方舟:一個基於Python的開源機器人學習框架
Ark: An Open-source Python-based Framework for Robot Learning
June 24, 2025
作者: Magnus Dierking, Christopher E. Mower, Sarthak Das, Huang Helong, Jiacheng Qiu, Cody Reading, Wei Chen, Huidong Liang, Huang Guowei, Jan Peters, Quan Xingyue, Jun Wang, Haitham Bou-Ammar
cs.AI
摘要
機器人學在硬件方面取得了顯著進展——從DARPA的城市與機器人挑戰賽到首屆人形機器人踢拳錦標賽——然而,商業自動化仍落後於機器學習的發展。一個主要瓶頸在於軟件:當前的機器人技術棧要求陡峭的學習曲線、低層次的C/C++專業知識、分散的工具集以及複雜的硬件集成,這與推動現代人工智能發展的以Python為中心、文檔完善的生態系統形成鮮明對比。我們推出了ARK,這是一個開源的、以Python為先的機器人框架,旨在彌合這一差距。ARK提供了一個Gym風格的環境接口,允許用戶收集數據、進行預處理,並使用最先進的模仿學習算法(如ACT、擴散策略)訓練策略,同時在高保真模擬與物理機器人之間無縫切換。輕量級的客戶端-服務器架構提供了網絡化的發布-訂閱通信,而可選的C/C++綁定確保了在需要時的實時性能。ARK附帶了可重用的模塊,用於控制、SLAM、運動規劃、系統識別和可視化,並具有原生ROS互操作性。全面的文檔和案例研究——從操作到移動導航——展示了快速原型設計、輕鬆的硬件更換以及與主流機器學習工作流程相媲美的端到端管道。通過在一個共同的Python框架下統一機器人學與人工智能實踐,ARK降低了入門門檻,並加速了自主機器人的研究與商業部署。
English
Robotics has made remarkable hardware strides-from DARPA's Urban and Robotics
Challenges to the first humanoid-robot kickboxing tournament-yet commercial
autonomy still lags behind progress in machine learning. A major bottleneck is
software: current robot stacks demand steep learning curves, low-level C/C++
expertise, fragmented tooling, and intricate hardware integration, in stark
contrast to the Python-centric, well-documented ecosystems that propelled
modern AI. We introduce ARK, an open-source, Python-first robotics framework
designed to close that gap. ARK presents a Gym-style environment interface that
allows users to collect data, preprocess it, and train policies using
state-of-the-art imitation-learning algorithms (e.g., ACT, Diffusion Policy)

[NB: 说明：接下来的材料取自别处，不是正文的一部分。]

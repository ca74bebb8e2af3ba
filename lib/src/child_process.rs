use std::collections::HashSet;
use std::ffi::CString;
use std::fs;
use std::io::{self, IoSliceMut};
use std::path::PathBuf;
use std::sync::atomic::{AtomicBool, Ordering};

use log::{debug, info, trace, warn};
use nix::errno::Errno;
use nix::sys::ptrace;
use nix::sys::signal::{self, Signal};
use nix::sys::uio::{self, RemoteIoVec};
use nix::sys::wait::{self, WaitPidFlag, WaitStatus};
use nix::unistd::{self, Pid};

use crate::error::TraceError;
use crate::platforms::PlatformHandler;
use crate::resolver::MemoryReader;
use crate::tracker::DependencyTracker;

/// Reads tracee memory with `process_vm_readv`
#[derive(Debug, Default)]
pub struct TraceeMemory;

impl MemoryReader for TraceeMemory {
    fn read_bytes(&self, pid: Pid, addr: usize, len: usize) -> io::Result<Vec<u8>> {
        let mut buf: Vec<u8> = vec![0; len];
        let remote_iovec = RemoteIoVec { base: addr, len };
        let read = uio::process_vm_readv(
            pid,
            &mut [IoSliceMut::new(buf.as_mut_slice())],
            &[remote_iovec],
        )
        .map_err(io::Error::from)?;
        buf.truncate(read);
        Ok(buf)
    }
}

pub fn exec_child(cmd: Vec<&str>) -> Result<(), String> {
    ptrace::traceme().map_err(|_| "CHILD: could not enable tracing by parent (PTRACE_TRACEME failed)")?;

    let child_args = cmd
        .iter()
        .map(|v| CString::new(*v))
        .collect::<Result<Vec<CString>, _>>()
        .map_err(|_| "Unable to create CString from tracee command")?;
    let program = child_args.first().ok_or("Empty tracee command")?;

    unistd::execvp(program, child_args.as_slice())
        .map_err(|e| format!("unable to execute {:?}: {}", program, e))?;
    Ok(())
}

pub fn wait_child(pid: Pid) -> Result<WaitStatus, TraceError> {
    wait::waitpid(pid, None).map_err(|source| TraceError::Tracing { pid, source })
}

/// Working directory of a live process
pub fn process_cwd(pid: Pid) -> io::Result<PathBuf> {
    fs::read_link(format!("/proc/{}/cwd", pid))
}

/// Registers every descriptor `pid` currently has open on a filesystem path. Pipes, sockets and
/// anonymous inodes show up as non-absolute link targets and are skipped.
pub fn seed_descriptors(tracker: &mut DependencyTracker<'_>, pid: Pid) -> io::Result<()> {
    for entry in fs::read_dir(format!("/proc/{}/fd", pid))? {
        let entry = entry?;
        let fd = match entry.file_name().to_str().and_then(|s| s.parse::<i32>().ok()) {
            Some(fd) => fd,
            None => continue,
        };
        if let Ok(target) = fs::read_link(entry.path()) {
            if target.is_absolute() {
                tracker.add_inherited_fd(pid, fd, &target);
            }
        }
    }
    Ok(())
}

/// Resumes a tracee until its next syscall boundary. A tracee that vanished in the meantime is
/// not an error.
fn resume(pid: Pid, sig: Option<Signal>) {
    if let Err(e) = ptrace::syscall(pid, sig) {
        debug!("Unable to resume process {}: {}", pid, e);
    }
}

fn kill_all(tracker: &DependencyTracker<'_>, held: &HashSet<Pid>) {
    for pid in tracker.pids().into_iter().chain(held.iter().copied()) {
        let _ = signal::kill(pid, Signal::SIGKILL);
    }
}

/// Main tracing loop. Runs until every tracee has exited, the session is interrupted, or an
/// unhandled syscall is seen.
///
/// Returns true if the session was interrupted.
pub fn child_loop(
    root: Pid,
    platform: &dyn PlatformHandler,
    tracker: &mut DependencyTracker<'_>,
    interrupted: &AtomicBool,
) -> Result<bool, TraceError> {
    // Processes stopped between syscall entry and exit
    let mut in_syscall: HashSet<Pid> = HashSet::new();

    // New tracees that stopped before their parent's spawn was seen; kept stopped until then
    let mut held: HashSet<Pid> = HashSet::new();

    // Registered children whose initial SIGSTOP has not been seen yet
    let mut starting: HashSet<Pid> = HashSet::new();

    resume(root, None);

    loop {
        if interrupted.load(Ordering::SeqCst) {
            warn!("Interrupted, killing all tracees");
            kill_all(tracker, &held);
            tracker.abort();
            return Ok(true);
        }

        let status = match wait::waitpid(None::<Pid>, Some(WaitPidFlag::__WALL)) {
            Ok(status) => status,
            Err(Errno::ECHILD) => break,
            Err(Errno::EINTR) => continue,
            Err(source) => return Err(TraceError::Tracing { pid: root, source }),
        };

        match status {
            WaitStatus::PtraceSyscall(pid) => {
                let regs = match ptrace::getregs(pid) {
                    Ok(regs) => regs,
                    Err(e) => {
                        warn!("Unable to get syscall registers of process {}: {}", pid, e);
                        in_syscall.remove(&pid);
                        continue;
                    }
                };
                if in_syscall.remove(&pid) {
                    match tracker.syscall_exit(pid, platform.return_value(&regs)) {
                        Ok(Some(spawn)) => release(spawn.child, &mut held, &mut starting),
                        Ok(None) => {}
                        Err(e) => {
                            kill_all(tracker, &held);
                            tracker.abort();
                            return Err(e);
                        }
                    }
                } else {
                    in_syscall.insert(pid);
                    tracker.syscall_entry(pid, platform.entry(&regs));
                }
                resume(pid, None);
            }

            WaitStatus::PtraceEvent(pid, _, event) => {
                if event == ptrace::Event::PTRACE_EVENT_FORK as i32
                    || event == ptrace::Event::PTRACE_EVENT_VFORK as i32
                    || event == ptrace::Event::PTRACE_EVENT_CLONE as i32
                {
                    match ptrace::getevent(pid) {
                        Ok(child) => {
                            let child = Pid::from_raw(child as i32);
                            match tracker.complete_spawn(pid, child) {
                                Ok(_) => release(child, &mut held, &mut starting),
                                Err(e) => {
                                    kill_all(tracker, &held);
                                    tracker.abort();
                                    return Err(e);
                                }
                            }
                        }
                        Err(e) => warn!("Unable to get new child of process {}: {}", pid, e),
                    }
                } else if event == ptrace::Event::PTRACE_EVENT_EXEC as i32 {
                    trace!("Process {} exec event", pid);
                }
                resume(pid, None);
            }

            WaitStatus::Stopped(pid, sig) => {
                if !tracker.is_traced(pid) {
                    trace!("Holding new process {} until its parent's spawn is seen", pid);
                    held.insert(pid);
                } else if sig == Signal::SIGSTOP && starting.remove(&pid) {
                    resume(pid, None);
                } else {
                    // Signal-delivery stop: pass the signal on to the tracee
                    resume(pid, Some(sig));
                }
            }

            WaitStatus::Exited(pid, _) | WaitStatus::Signaled(pid, _, _) => {
                in_syscall.remove(&pid);
                held.remove(&pid);
                starting.remove(&pid);
                tracker.process_exit(pid);
                if pid == root {
                    info!("Root process {} terminated", pid);
                }
            }

            _ => {}
        }
    }

    Ok(false)
}

/// A child has been registered: resume it if it is already waiting, otherwise expect its initial
/// SIGSTOP
fn release(child: Pid, held: &mut HashSet<Pid>, starting: &mut HashSet<Pid>) {
    if held.remove(&child) {
        resume(child, None);
    } else {
        starting.insert(child);
    }
}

while seamlessly toggling between high-fidelity simulation and physical robots.
A lightweight client-server architecture provides networked
publisher-subscriber communication, and optional C/C++ bindings ensure
real-time performance when needed. ARK ships with reusable modules for control,
SLAM, motion planning, system identification, and visualization, along with
native ROS interoperability. Comprehensive documentation and case studies-from
manipulation to mobile navigation-demonstrate rapid prototyping, effortless
hardware swapping, and end-to-end pipelines that rival the convenience of
mainstream machine-learning workflows. By unifying robotics and AI practices
under a common Python umbrella, ARK lowers entry barriers and accelerates
research and commercial deployment of autonomous robots.